NEW YORK, JUMAT -- Seperti telah diprediksi, Dewan Keamanan PBB gagal menghasilkan resolusi untuk mengatasi krisis berkepanjangan di Venezuela. Draf resolusi yang diusulkan AS diveto oleh Rusia dan China, sedangkan draf yang diusulkan Rusia tidak mendapat dukungan minimal sembilan suara.
Dalam pemungutan suara, Kamis (28/2/2019) waktu New York, draf usulan AS meraih sembilan suara. Tiga negara menolak, yaitu Rusia, China, Afrika Selatan, sedangkan tiga negara abstain, yaitu Indonesia, Guinea-Ekuatorial, dan Pantai Gading. Namun, Rusia dan China kemudian mengeluarkan veto.

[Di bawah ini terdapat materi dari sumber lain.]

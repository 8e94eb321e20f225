use honggfuzz::fuzz;

fn main() {
    loop {
        fuzz!(|input: (Vec<u8>, i8)| {
            let (data, level) = input;
            let level = strata::CLEVEL_MIN
                + (level as i32 - i8::MIN as i32)
                    % (strata::CLEVEL_MAX - strata::CLEVEL_MIN + 1);
            let frame = strata::compress(&data, level).unwrap();
            assert_eq!(strata::decompress(&frame).unwrap(), data);
        });
    }
}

Draf usulan AS menyerukan pemulihan demokrasi yang damai di Venezuela. Washington menyatakan keprihatinan mendalam atas penggunaan kekerasan oleh militer Venezuela terhadap warganya yang mengawal bantuan kemanusiaan internasional.

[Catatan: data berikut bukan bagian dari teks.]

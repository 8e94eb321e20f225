use std::fs;
use std::process::Command;

#[test]
fn compress_roundtrip_cli() {
    let exe = env!("CARGO_BIN_EXE_strata");
    let dir = tempfile::tempdir().unwrap();
    let input = dir.path().join("input.bin");
    let compressed = dir.path().join("compressed.strata");
    let output = dir.path().join("output.bin");

    fs::write(&input, b"hello world hello world hello world").unwrap();

    let status = Command::new(exe)
        .args([
            "compress",
            input.to_str().unwrap(),
            compressed.to_str().unwrap(),
            "--level",
            "5",
        ])
        .status()
        .expect("compress failed");
    assert!(status.success());

    let status = Command::new(exe)
        .args([
            "decompress",
            compressed.to_str().unwrap(),
            output.to_str().unwrap(),
        ])
        .status()
        .expect("decompress failed");
    assert!(status.success());

    assert_eq!(fs::read(&input).unwrap(), fs::read(&output).unwrap());
}

#[test]
fn inspect_prints_frame_header_json() {
    let exe = env!("CARGO_BIN_EXE_strata");
    let dir = tempfile::tempdir().unwrap();
    let path = dir.path().join("frame.strata");
    fs::write(&path, strata::compress(b"inspect", 0).unwrap()).unwrap();

    let out = Command::new(exe)
        .args(["inspect", path.to_str().unwrap()])
        .output()
        .expect("inspect failed");
    assert!(out.status.success());
    let text = String::from_utf8(out.stdout).unwrap();
    assert!(text.contains("\"format_version\": 8"));
    assert!(text.contains("\"content_size\": 7"));
}

#[test]
fn decompress_rejects_garbage_with_nonzero_exit() {
    let exe = env!("CARGO_BIN_EXE_strata");
    let dir = tempfile::tempdir().unwrap();
    let input = dir.path().join("garbage.bin");
    let output = dir.path().join("out.bin");
    fs::write(&input, b"definitely not a frame").unwrap();

    let status = Command::new(exe)
        .args([
            "decompress",
            input.to_str().unwrap(),
            output.to_str().unwrap(),
        ])
        .status()
        .expect("spawn failed");
    assert!(!status.success());
}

Sedangkan draf resolusi usulan Rusia hanya didukung empat suara, yaitu Rusia, China, Afrika Selatan, dan Guinea-Ekuatorial. Tujuh negara menolak, dan empat abstain. Namun, seandainya memperoleh sembilan suara pun, usulan Rusia kemungkinan besar akan diveto AS.
Draf resolusi Rusia, antara lain, menyerukan penyelesaian politik secara damai dan menegaskan agar bantuan kemanusiaan dikoordinasikan dengan pihak pemerintah. Draf itu juga menyampaikan keprihatinan bahwa pertemuan DK PBB dieksploitasi sebagai langkah persiapan untuk melakukan intervensi.
Sebelum pemungutan suara, Duta Besar Rusia untuk PBB Vassily Nebenzia menuduh AS melakukan propaganda memalukan dengan tujuan menjatuhkan pemerintahan Presiden Nicolas Maduro di Venezuela.
Sedangkan Dubes AS untuk PBB Elliott Abrams usai pemungutan suara menyatakan bahwa kini saatnya untuk melakukan transisi demokrasi yang damai. Ia menuduh para penentang draf resolusi dari AS telah "memperpanjang penderitaan warga Venezuela dan melanjutkan perlindungan terhadap Presiden Nicolas Maduro beserta kroninya".
Ini adalah hari yang menyedihkan bagi komunitas internasional, khususnya bagi rakyat Venezuela.
Duta Besar Indonesia untuk PBB Dian Triansyah Djani kecewa bahwa DK PBB tidak berhasil mencapai kesepakatan bersama. Menurut dia, kedua draf resolusi tidak berimbang dan tidak cukup komprehensif serta terlalu politis.
"Ini adalah hari yang menyedihkan bagi komunitas internasional, khususnya bagi rakyat Venezuela. Ini merupakan kegagalan kolektif, kegagalan kita 15 anggota yang berada di meja ini, karena kita semua datang hari ini dengan mengetahui bahwa kita tak akan bisa mencapai konsensus untuk mengadopsi resolusi," kata Djani.
Kepulangan Guaido
Juan Guaido, pejabat presiden yang didukung 50 negara, saat ini berada di Paraguay setelah sebelumnya mengunjungi Brasil untuk menggalang dukungan internasional.
Namun, komunitas internasional mengkhawatirkan bagaimana agar Guaido dapat pulang ke Caracas dengan selamat dan tidak ditahan oleh rezim Maduro yang menganggap Guaido telah keluar dari Venezuela secara ilegal. Ia dituduh melanggar larangan bepergian ke luar negeri.
Penahanan terhadap Guaido dikhawatirkan akan semakin memanaskan situasi di Venezuela. Negeri itu saat ini dilanda hiperinflasi yang luar biasa, kelangkaan pangan dan obat-obatan yang telah menyebabkan tiga juta warga Venezuela atau 10 persen dari populasi, lari dari negaranya.
Dalam wawancara dengan media Kolombia, El Tiempo, Guaido mengatakan bahwa ia melewati jalur rahasia untuk keluar dari Venezuela dengan perjalanan selama 43 jam untuk mencapai perbatasan Kolombia-Venezuela.